__DIRECTIONS__.
Find how many lines of the records hold the string "events" and reply with only that total.

__TASK INPUT__.
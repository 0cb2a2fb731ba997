use crate::domain::events::{RenewalStartEvent, SubscriptionCancelEvent, TransactionCancelEvent};
use crate::domain::subscription::Subscription;
use crate::domain::transaction::PaymentTransaction;
use crate::error::Result;
use async_trait::async_trait;
use chrono::{DateTime, NaiveDate, Utc};
use std::sync::Arc;
use std::time::Duration;
use uuid::Uuid;

/// Business outcome of a synchronous charge attempt. Transport-level
/// failures surface as `RenewalError::GatewayUnavailable` instead.
#[derive(Debug, PartialEq, Eq, Clone)]
pub enum ChargeOutcome {
    Approved { external_id: String },
    Declined { code: String, description: String },
}

#[derive(Debug, Clone, Copy)]
pub struct ChargeRequest {
    pub amount_in_cents: u32,
    pub correlation_id: Uuid,
}

#[async_trait]
pub trait PaymentGateway: Send + Sync {
    /// One bounded-timeout charge attempt against the external provider.
    async fn charge(&self, request: ChargeRequest) -> Result<ChargeOutcome>;
}

#[async_trait]
pub trait SubscriptionStore: Send + Sync {
    async fn store(&self, subscription: Subscription) -> Result<()>;
    async fn get(&self, id: Uuid) -> Result<Option<Subscription>>;
    /// Active, auto-renewing subscriptions expiring exactly on `as_of`.
    async fn find_due(&self, as_of: NaiveDate) -> Result<Vec<Subscription>>;
}

/// Result of atomically moving a transaction into `PROCESSING`.
#[derive(Debug)]
pub enum ClaimedStart {
    /// The row was non-terminal and is now `PROCESSING`.
    Started(PaymentTransaction),
    /// The row is already terminal; deliveries for it must be discarded.
    AlreadyFinal(PaymentTransaction),
}

#[async_trait]
pub trait TransactionStore: Send + Sync {
    async fn store(&self, transaction: PaymentTransaction) -> Result<()>;
    async fn get(&self, id: Uuid) -> Result<Option<PaymentTransaction>>;

    /// Checks the terminal guard and flips the row to `PROCESSING` as one
    /// atomic read-modify-write under the row's lock, so two concurrent
    /// deliveries of the same id can never both get past a terminal status.
    /// `None` when the id is unknown.
    async fn begin_processing(&self, id: Uuid) -> Result<Option<ClaimedStart>>;

    /// Insert-if-absent: creates the renewal transaction for `subscription`
    /// unless one was already generated for `as_of`, or a non-terminal
    /// transaction for the subscription is still open. Returns `None` when
    /// nothing was created, which makes duplicate trigger firings harmless.
    async fn create_due(
        &self,
        subscription: &Subscription,
        as_of: NaiveDate,
        now: DateTime<Utc>,
    ) -> Result<Option<PaymentTransaction>>;

    /// Atomically claims up to `limit` `CREATED` rows, oldest first, flipping
    /// them to `PROCESSING` in the same step. Each row is handed to exactly
    /// one caller no matter how many claimants poll concurrently; rows
    /// claimed by an in-flight competitor are skipped, not waited on.
    async fn claim_batch(&self, limit: usize) -> Result<Vec<PaymentTransaction>>;

    /// Every stored transaction, for reporting. Not a claim primitive.
    async fn all(&self) -> Result<Vec<PaymentTransaction>>;
}

/// At-least-once publication of the engine's follow-up events. State must be
/// durably persisted before anything is published through this port.
#[async_trait]
pub trait EventPublisher: Send + Sync {
    /// Schedules a start-renewal delivery no earlier than `delay` from now.
    async fn publish_renewal_start(
        &self,
        event: RenewalStartEvent,
        delay: Duration,
    ) -> Result<()>;
    async fn publish_subscription_cancel(&self, event: SubscriptionCancelEvent) -> Result<()>;
    async fn publish_transaction_cancel(&self, event: TransactionCancelEvent) -> Result<()>;
    /// Quarantines a message that must not be redelivered.
    async fn dead_letter(&self, payload: serde_json::Value, reason: String) -> Result<()>;
}

pub type SubscriptionStoreRef = Arc<dyn SubscriptionStore>;
pub type TransactionStoreRef = Arc<dyn TransactionStore>;
pub type PaymentGatewayRef = Arc<dyn PaymentGateway>;
pub type EventPublisherRef = Arc<dyn EventPublisher>;
use crate::domain::events::RenewalStartEvent;
use crate::domain::ports::{
    ChargeOutcome, ChargeRequest, ClaimedStart, PaymentGatewayRef, TransactionStoreRef,
};
use crate::domain::transaction::{MAX_PAYMENT_ATTEMPTS, PaymentTransaction, TransactionStatus};
use crate::error::{RenewalError, Result};
use chrono::Utc;
use uuid::Uuid;

/// What a delivery resolved to. The orchestrator turns these into follow-up
/// events; the processor itself only mutates the transaction row.
#[derive(Debug)]
pub enum ProcessOutcome {
    /// The transaction was already terminal; the delivery is discarded.
    AlreadyFinal,
    Approved {
        transaction: PaymentTransaction,
    },
    /// Declined with retry budget left. The incremented attempt counter is
    /// already persisted; `event` carries it for the delayed redelivery.
    RetryRequested {
        event: RenewalStartEvent,
    },
    /// Declined with the retry budget exhausted; cancellation cascades.
    Declined {
        transaction: PaymentTransaction,
        reason: String,
    },
}

/// The transaction state machine. Owns every mutation of a
/// `PaymentTransaction` during renewal processing.
pub struct TransactionProcessor {
    transactions: TransactionStoreRef,
    gateway: PaymentGatewayRef,
}

impl TransactionProcessor {
    pub fn new(transactions: TransactionStoreRef, gateway: PaymentGatewayRef) -> Self {
        Self {
            transactions,
            gateway,
        }
    }

    /// Drives one start-renewal delivery through the state machine.
    ///
    /// Transient gateway failures leave the row `PROCESSING` untouched and
    /// bubble up as `GatewayUnavailable` so the caller can redeliver; any
    /// other gateway failure aborts the transaction and is fatal for the
    /// message.
    pub async fn process_start(&self, event: &RenewalStartEvent) -> Result<ProcessOutcome> {
        // Terminal guard and the flip to PROCESSING happen as one atomic
        // read-modify-write inside the store.
        let started = self
            .transactions
            .begin_processing(event.transaction_id)
            .await?
            .ok_or(RenewalError::NotFound {
                entity: "payment transaction",
                id: event.transaction_id,
            })?;

        let mut transaction = match started {
            ClaimedStart::AlreadyFinal(transaction) => {
                tracing::info!(
                    transaction = %transaction.id,
                    status = %transaction.status,
                    "transaction already final, discarding delivery"
                );
                return Ok(ProcessOutcome::AlreadyFinal);
            }
            ClaimedStart::Started(transaction) => transaction,
        };

        if event.rejected_payment_count != transaction.rejected_payment_count {
            // Storage is authoritative; the payload is only a hint.
            tracing::warn!(
                transaction = %transaction.id,
                payload = event.rejected_payment_count,
                stored = transaction.rejected_payment_count,
                "attempt counter drifted between payload and storage"
            );
        }

        let request = ChargeRequest {
            amount_in_cents: transaction.price_in_cents,
            correlation_id: transaction.id,
        };

        match self.gateway.charge(request).await {
            Ok(ChargeOutcome::Approved { external_id }) => {
                tracing::info!(
                    transaction = %transaction.id,
                    external_id,
                    "payment approved"
                );
                transaction.transition(TransactionStatus::Approved, Utc::now())?;
                self.transactions.store(transaction.clone()).await?;
                Ok(ProcessOutcome::Approved { transaction })
            }
            Ok(ChargeOutcome::Declined { code, description }) => {
                self.handle_decline(transaction, code, description).await
            }
            Err(err @ RenewalError::GatewayUnavailable(_)) => {
                // No stored transition: the row stays PROCESSING and the
                // broker redelivers the message.
                tracing::warn!(
                    transaction = %transaction.id,
                    error = %err,
                    "gateway unavailable, leaving row for redelivery"
                );
                Err(err)
            }
            Err(err) => {
                transaction.cancellation_reason =
                    Some(format!("unexpected gateway failure: {err}"));
                transaction.transition(TransactionStatus::Aborted, Utc::now())?;
                self.transactions.store(transaction.clone()).await?;
                tracing::error!(
                    transaction = %transaction.id,
                    error = %err,
                    "aborting transaction after unexpected failure"
                );
                Err(RenewalError::Fatal(format!("charge failed: {err}")))
            }
        }
    }

    async fn handle_decline(
        &self,
        mut transaction: PaymentTransaction,
        code: String,
        description: String,
    ) -> Result<ProcessOutcome> {
        if transaction.rejected_payment_count < MAX_PAYMENT_ATTEMPTS {
            transaction.record_rejection();
            transaction.transition(TransactionStatus::PendingRetry, Utc::now())?;
            // Persisted before the retry is scheduled, so a crash here cannot
            // grant extra attempts on redelivery.
            self.transactions.store(transaction.clone()).await?;
            tracing::warn!(
                transaction = %transaction.id,
                attempt = transaction.rejected_payment_count,
                code,
                "payment declined, retry scheduled"
            );
            Ok(ProcessOutcome::RetryRequested {
                event: RenewalStartEvent::for_transaction(&transaction),
            })
        } else {
            let reason = format!(
                "payment declined after {MAX_PAYMENT_ATTEMPTS} attempts: {code}: {description}"
            );
            transaction.cancellation_reason = Some(reason.clone());
            transaction.transition(TransactionStatus::Declined, Utc::now())?;
            self.transactions.store(transaction.clone()).await?;
            tracing::warn!(
                transaction = %transaction.id,
                "retry budget exhausted, declining"
            );
            Ok(ProcessOutcome::Declined {
                transaction,
                reason,
            })
        }
    }

    /// Cancellation sweep for stuck rows. A transaction already in a
    /// terminal status (e.g. DECLINED by the decline path that published the
    /// cancel event) is left untouched.
    pub async fn cancel(&self, transaction_id: Uuid, reason: &str) -> Result<()> {
        let mut transaction =
            self.transactions
                .get(transaction_id)
                .await?
                .ok_or(RenewalError::NotFound {
                    entity: "payment transaction",
                    id: transaction_id,
                })?;

        if transaction.status.is_terminal() {
            tracing::debug!(
                transaction = %transaction.id,
                status = %transaction.status,
                "already terminal, nothing to cancel"
            );
            return Ok(());
        }

        transaction.cancellation_reason = Some(reason.to_string());
        transaction.transition(TransactionStatus::Aborted, Utc::now())?;
        self.transactions.store(transaction.clone()).await?;
        tracing::info!(transaction = %transaction.id, reason, "transaction aborted");
        Ok(())
    }
}
use crate::domain::subscription::Subscription;
use crate::error::{RenewalError, Result};
use chrono::{DateTime, NaiveDate, Utc};
use serde::{Deserialize, Serialize};
use std::fmt;
use uuid::Uuid;

/// Business declines get this many scheduled retries before the transaction
/// is declined for good and cancellation cascades.
pub const MAX_PAYMENT_ATTEMPTS: u32 = 3;

#[derive(Debug, Serialize, Deserialize, PartialEq, Eq, Clone, Copy)]
#[serde(rename_all = "SCREAMING_SNAKE_CASE")]
pub enum TransactionStatus {
    Created,
    Processing,
    Approved,
    Declined,
    PendingRetry,
    Aborted,
}

impl TransactionStatus {
    pub fn is_terminal(self) -> bool {
        matches!(
            self,
            TransactionStatus::Approved | TransactionStatus::Declined | TransactionStatus::Aborted
        )
    }

    /// The allowed transition table. Anything not listed is rejected, which
    /// is what keeps a stale delivery from regressing a terminal status.
    pub fn can_transition_to(self, next: TransactionStatus) -> bool {
        use TransactionStatus::*;
        match (self, next) {
            (Created, Processing) => true,
            (PendingRetry, Processing) => true,
            // Redelivery of a message whose first attempt died in flight.
            (Processing, Processing) => true,
            (Processing, Approved | Declined | PendingRetry) => true,
            // The cancel sweep may abort any non-terminal row.
            (Created | Processing | PendingRetry, Aborted) => true,
            _ => false,
        }
    }

    pub fn as_str(self) -> &'static str {
        match self {
            TransactionStatus::Created => "CREATED",
            TransactionStatus::Processing => "PROCESSING",
            TransactionStatus::Approved => "APPROVED",
            TransactionStatus::Declined => "DECLINED",
            TransactionStatus::PendingRetry => "PENDING_RETRY",
            TransactionStatus::Aborted => "ABORTED",
        }
    }
}

impl fmt::Display for TransactionStatus {
    fn fmt(&self, f: &mut fmt::Formatter<'_>) -> fmt::Result {
        f.write_str(self.as_str())
    }
}

/// One renewal payment attempt chain for a subscription. Never deleted; the
/// accumulated rows are the audit trail of every renewal ever attempted.
#[derive(Debug, Serialize, Deserialize, PartialEq, Clone)]
pub struct PaymentTransaction {
    pub id: Uuid,
    pub subscription_id: Uuid,
    pub status: TransactionStatus,
    pub started_at: DateTime<Utc>,
    /// Set exactly when a terminal status is reached, never before.
    pub finished_at: Option<DateTime<Utc>>,
    /// Snapshot of the subscription price at generation time; not recomputed.
    pub price_in_cents: u32,
    pub rejected_payment_count: u32,
    pub cancellation_reason: Option<String>,
}

impl PaymentTransaction {
    pub fn new(subscription: &Subscription, now: DateTime<Utc>) -> Self {
        Self {
            id: Uuid::new_v4(),
            subscription_id: subscription.id,
            status: TransactionStatus::Created,
            started_at: now,
            finished_at: None,
            price_in_cents: subscription.price_in_cents,
            rejected_payment_count: 0,
            cancellation_reason: None,
        }
    }

    /// Moves the transaction to `next`, stamping `finished_at` when (and only
    /// when) a terminal status is reached. Transitions outside the allowed
    /// table fail without mutating anything.
    pub fn transition(&mut self, next: TransactionStatus, now: DateTime<Utc>) -> Result<()> {
        if !self.status.can_transition_to(next) {
            return Err(RenewalError::InvalidTransition {
                from: self.status,
                to: next,
            });
        }
        self.status = next;
        if next.is_terminal() {
            self.finished_at = Some(now);
        }
        Ok(())
    }

    /// Counts a business decline. The counter never decreases and is capped
    /// at the retry limit.
    pub fn record_rejection(&mut self) {
        self.rejected_payment_count = (self.rejected_payment_count + 1).min(MAX_PAYMENT_ATTEMPTS);
    }

    /// Calendar day this transaction was generated for, used by the
    /// duplicate-generation guard.
    pub fn creation_date(&self) -> NaiveDate {
        self.started_at.date_naive()
    }
}

#[cfg(test)]
mod tests {
    use super::*;
    use crate::domain::subscription::Plan;

    fn transaction() -> PaymentTransaction {
        let subscription = Subscription::new(
            Uuid::new_v4(),
            Plan::Premium,
            Utc::now().date_naive(),
        );
        PaymentTransaction::new(&subscription, Utc::now())
    }

    #[test]
    fn test_status_wire_names() {
        let json = serde_json::to_string(&TransactionStatus::PendingRetry).unwrap();
        assert_eq!(json, "\"PENDING_RETRY\"");
        assert_eq!(TransactionStatus::Aborted.to_string(), "ABORTED");
    }

    #[test]
    fn test_terminal_statuses() {
        assert!(TransactionStatus::Approved.is_terminal());
        assert!(TransactionStatus::Declined.is_terminal());
        assert!(TransactionStatus::Aborted.is_terminal());
        assert!(!TransactionStatus::Created.is_terminal());
        assert!(!TransactionStatus::Processing.is_terminal());
        assert!(!TransactionStatus::PendingRetry.is_terminal());
    }

    #[test]
    fn test_terminal_statuses_accept_no_transition() {
        use TransactionStatus::*;
        for from in [Approved, Declined, Aborted] {
            for to in [Created, Processing, Approved, Declined, PendingRetry, Aborted] {
                assert!(!from.can_transition_to(to), "{from:?} -> {to:?} must be rejected");
            }
        }
    }

    #[test]
    fn test_created_only_moves_to_processing_or_aborted() {
        use TransactionStatus::*;
        assert!(Created.can_transition_to(Processing));
        assert!(Created.can_transition_to(Aborted));
        assert!(!Created.can_transition_to(Approved));
        assert!(!Created.can_transition_to(Declined));
        assert!(!Created.can_transition_to(PendingRetry));
    }

    #[test]
    fn test_transition_stamps_finished_at_only_on_terminal() {
        let mut tx = transaction();
        let now = Utc::now();

        tx.transition(TransactionStatus::Processing, now).unwrap();
        assert!(tx.finished_at.is_none());

        tx.transition(TransactionStatus::Approved, now).unwrap();
        assert_eq!(tx.finished_at, Some(now));
    }

    #[test]
    fn test_illegal_transition_leaves_row_untouched() {
        let mut tx = transaction();
        let err = tx
            .transition(TransactionStatus::Declined, Utc::now())
            .unwrap_err();
        assert!(matches!(err, RenewalError::InvalidTransition { .. }));
        assert_eq!(tx.status, TransactionStatus::Created);
        assert!(tx.finished_at.is_none());
    }

    #[test]
    fn test_rejection_counter_monotonic_and_capped() {
        let mut tx = transaction();
        for _ in 0..10 {
            tx.record_rejection();
        }
        assert_eq!(tx.rejected_payment_count, MAX_PAYMENT_ATTEMPTS);
    }

    #[test]
    fn test_price_snapshot_from_subscription() {
        let subscription = Subscription::new(
            Uuid::new_v4(),
            Plan::Family,
            Utc::now().date_naive(),
        );
        let tx = PaymentTransaction::new(&subscription, Utc::now());
        assert_eq!(tx.price_in_cents, 5990);
    }
}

__TASK RESPONSE__.
4